Para José Rey
Al fin llegó el esperado,
se abrieron las puertas de la casa
y de nuevo se encendieron las luces.
Una sombra ligera había repasado
las paredes, que brillaban como ojos metálicos.
El esperado comprobó cada uno de los secretos
que guardaba la casa mágica
llena de los amigos que fueron llegando
con gorgueras nadantes, en campanillas
de congelados sonidos como albatros.
Hay un rincón
que se abre como un libro de cetrería
y se cierra como un antifonario
en la medianoche temblequeante.
Sus páginas son la escarcha
que penetra en un paquete sellado.
Sus silenciosos tumultos
son llamas en el agua,
que ven de cerca, día por día,
el reloj coralino
que ensaliva la eternidad.
Una eternidad sucia, confundida,
que da tropezones en la ley matinal
y se reconoce y se come a sus hijos,
como el caballo de la noche
que relincha sin tregua.
Es una bobalicona batalla
en donde todos nos quedamos
dormidos.

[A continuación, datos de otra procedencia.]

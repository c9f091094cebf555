//! Master clock configuration.

use crate::Ticks;

/// The CPU clock driving the chipset.
///
/// The colour clock (bus slot rate) is half of it on every machine the
/// chipset shipped in.
#[derive(Debug, Clone, Copy, PartialEq, Eq)]
pub struct MasterClock {
    /// CPU clock frequency in Hz (e.g., `7_093_790` for PAL).
    pub frequency_hz: u64,
}

impl MasterClock {
    /// Nominal PAL CPU clock.
    pub const PAL: Self = Self::new(7_093_790);
    /// Nominal NTSC CPU clock.
    pub const NTSC: Self = Self::new(7_159_090);

    #[must_use]
    pub const fn new(frequency_hz: u64) -> Self {
        Self { frequency_hz }
    }

    /// Bus slots per second.
    #[must_use]
    pub const fn slot_rate_hz(&self) -> u64 {
        self.frequency_hz / Ticks::PER_SLOT
    }

    /// True if this clock is within `permille` thousandths of `nominal`.
    #[must_use]
    pub const fn is_near(&self, nominal: Self, permille: u64) -> bool {
        let diff = self.frequency_hz.abs_diff(nominal.frequency_hz);
        diff * 1000 <= nominal.frequency_hz * permille
    }
}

Y nos van diciendo
quiénes son los vencidos
y los que siembran maíz,
polvos de arroz,
confundidos con la grasa de la mula
en la coronación.
La talanquera mugiendo con las vacas.
Los flautines bucoliastas,
dije de ostras lagañudas,
inician el asedio.
El incendio tamboril
desordena el asalto.
En el bostezo, nubes
y números de nubes,
de confín en confín.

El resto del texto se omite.